The whole VIT model consists of a Patch+Position Embedding plus multiple transformerblocks. The number of typical transforerblocks is 12.

class VisionTransformer(nn.Module):
    def __init__(
            self, input_shape=[224, 224], patch_size=16, in_chans=3, num_classes=1000, num_features=768,
            depth=12, num_heads=12, mlp_ratio=4., qkv_bias=True, drop_rate=0.1, attn_drop_rate=0.1, drop_path_rate=0.1,
            norm_layer=partial(nn.LayerNorm, eps=1e-6), act_layer=GELU
        ):
        super().__init__()
        #-----------------------------------------------#
        #   224, 224, 3 -> 196, 768
        #-----------------------------------------------#
        self.patch_embed    = PatchEmbed(input_shape=input_shape, patch_size=patch_size, in_chans=in_chans, num_features=num_features)
        num_patches         = (224 // patch_size) * (224 // patch_size)
        self.num_features   = num_features
        self.new_feature_shape = [int(input_shape[0] // patch_size), int(input_shape[1] // patch_size)]
        self.old_feature_shape = [int(224 // patch_size), int(224 // patch_size)]

        #--------------------------------------------------------------------------------------------------------------------#
        #   The classtoken part is the classification feature of the transformer. It is used to stack into the serialized picture features and extract the features as a unit of sequence features.
        #
        #   After the input picture is divided into 14x14 parts by convolution with a step size of 16x16, the features of 14x14 parts are tiled, and a picture will have features with a sequence length of 196.
        #   At this time, a classtoken is generated, and the classtoken is stacked on the feature with sequence length of 196 to obtain a feature with sequence length of 197.
        #   In the process of feature extraction, classtoken will interact with picture features. In the final classification, we take out the characteristics of classtoken and use full connection classification.
        #--------------------------------------------------------------------------------------------------------------------#
        #   196, 768 -> 197, 768
        self.cls_token      = nn.Parameter(torch.zeros(1, 1, num_features))
        #--------------------------------------------------------------------------------------------------------------------#
        #   Add location information to the features extracted by the network.
        #   Taking the input pictures 224, 224, 3 as an example, the serialized picture features we obtained are 196, 768. After adding classtoken, it is 197, 768
        #   POS generated at this time_ The embedded shape is also 197 and 768, representing the location information of each feature.
        #--------------------------------------------------------------------------------------------------------------------#
        #   197, 768 -> 197, 768
        self.pos_embed      = nn.Parameter(torch.zeros(1, num_patches + 1, num_features))
        self.pos_drop       = nn.Dropout(p=drop_rate)
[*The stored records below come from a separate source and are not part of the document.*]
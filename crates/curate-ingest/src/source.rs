//! Delimited metadata sources.

use std::path::Path;

use polars::prelude::*;
use tracing::debug;

use crate::error::{IngestError, Result};

/// Reads the header row of a delimited file.
///
/// Fails when the file has no header or a column name is blank.
pub fn read_csv_headers(path: &Path, separator: u8) -> Result<Vec<String>> {
    if !path.is_file() {
        return Err(IngestError::FileNotFound {
            path: path.to_path_buf(),
        });
    }
    let mut reader = ::csv::ReaderBuilder::new()
        .has_headers(true)
        .delimiter(separator)
        .from_path(path)
        .map_err(|source| IngestError::Header {
            path: path.to_path_buf(),
            source,
        })?;
    let record = reader.headers().map_err(|source| IngestError::Header {
        path: path.to_path_buf(),
        source,
    })?;

    if record.is_empty() {
        return Err(IngestError::EmptyCsv {
            path: path.to_path_buf(),
        });
    }

    let mut headers = Vec::with_capacity(record.len());
    for (index, name) in record.iter().enumerate() {
        let name = name.trim_start_matches('\u{feff}').trim();
        if name.is_empty() {
            return Err(IngestError::EmptyColumnName {
                index,
                path: path.to_path_buf(),
            });
        }
        headers.push(name.to_string());
    }
    Ok(headers)
}

/// Loads a delimited metadata file into a DataFrame.
///
/// Every column is read as text so identifiers such as series UIDs keep their
/// exact spelling. Empty fields become nulls.
pub fn read_metadata_csv(path: &Path, separator: u8) -> Result<DataFrame> {
    let headers = read_csv_headers(path, separator)?;

    let df = CsvReadOptions::default()
        .with_has_header(true)
        .with_infer_schema_length(Some(0))
        .map_parse_options(|options| options.with_separator(separator))
        .try_into_reader_with_file_path(Some(path.to_path_buf()))
        .map_err(|e| IngestError::CsvParse {
            path: path.to_path_buf(),
            message: e.to_string(),
        })?
        .finish()
        .map_err(|e| IngestError::CsvParse {
            path: path.to_path_buf(),
            message: e.to_string(),
        })?;

    debug!(
        path = %path.display(),
        rows = df.height(),
        columns = headers.len(),
        "loaded metadata"
    );
    Ok(df)
}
        #-----------------------------------------------#
        #   197, 768 - > 197, 768 12 times
        #-----------------------------------------------#
        dpr = [x.item() for x in torch.linspace(0, drop_path_rate, depth)]
        self.blocks = nn.Sequential(
            *[
                Block(
                    dim         = num_features, 
                    num_heads   = num_heads, 
                    mlp_ratio   = mlp_ratio, 
                    qkv_bias    = qkv_bias, 
                    drop        = drop_rate,
                    attn_drop   = attn_drop_rate, 
                    drop_path   = dpr[i], 
                    norm_layer  = norm_layer, 
                    act_layer   = act_layer
                )for i in range(depth)
            ]
        )
        self.norm = norm_layer(num_features)
        self.head = nn.Linear(num_features, num_classes) if num_classes > 0 else nn.Identity()

    def forward_features(self, x):
        x = self.patch_embed(x)
        cls_token = self.cls_token.expand(x.shape[0], -1, -1) 
        x = torch.cat((cls_token, x), dim=1)
        
        cls_token_pe = self.pos_embed[:, 0:1, :]
        img_token_pe = self.pos_embed[:, 1: , :]

        img_token_pe = img_token_pe.view(1, *self.old_feature_shape, -1).permute(0, 3, 1, 2)
        img_token_pe = F.interpolate(img_token_pe, size=self.new_feature_shape, mode='bicubic', align_corners=False)
        img_token_pe = img_token_pe.permute(0, 2, 3, 1).flatten(1, 2)
        pos_embed = torch.cat([cls_token_pe, img_token_pe], dim=1)

        x = self.pos_drop(x + pos_embed)
        x = self.blocks(x)
        x = self.norm(x)
        return x[:, 0]

    def forward(self, x):
        x = self.forward_features(x)
        x = self.head(x)
        return x

    def freeze_backbone(self):
        backbone = [self.patch_embed, self.cls_token, self.pos_embed, self.pos_drop, self.blocks[:8]]
        for module in backbone:
            try:
                for param in module.parameters():
                    param.requires_grad = False
            except:
                module.requires_grad = False

    def Unfreeze_backbone(self):
        backbone = [self.patch_embed, self.cls_token, self.pos_embed, self.pos_drop, self.blocks[:8]]
        for module in backbone:
            try:
                for param in module.parameters():
                    param.requires_grad = True
            except:
                module.requires_grad = True

2. Classification part


In the classification part, the work of VIT is to use the extracted features for classification.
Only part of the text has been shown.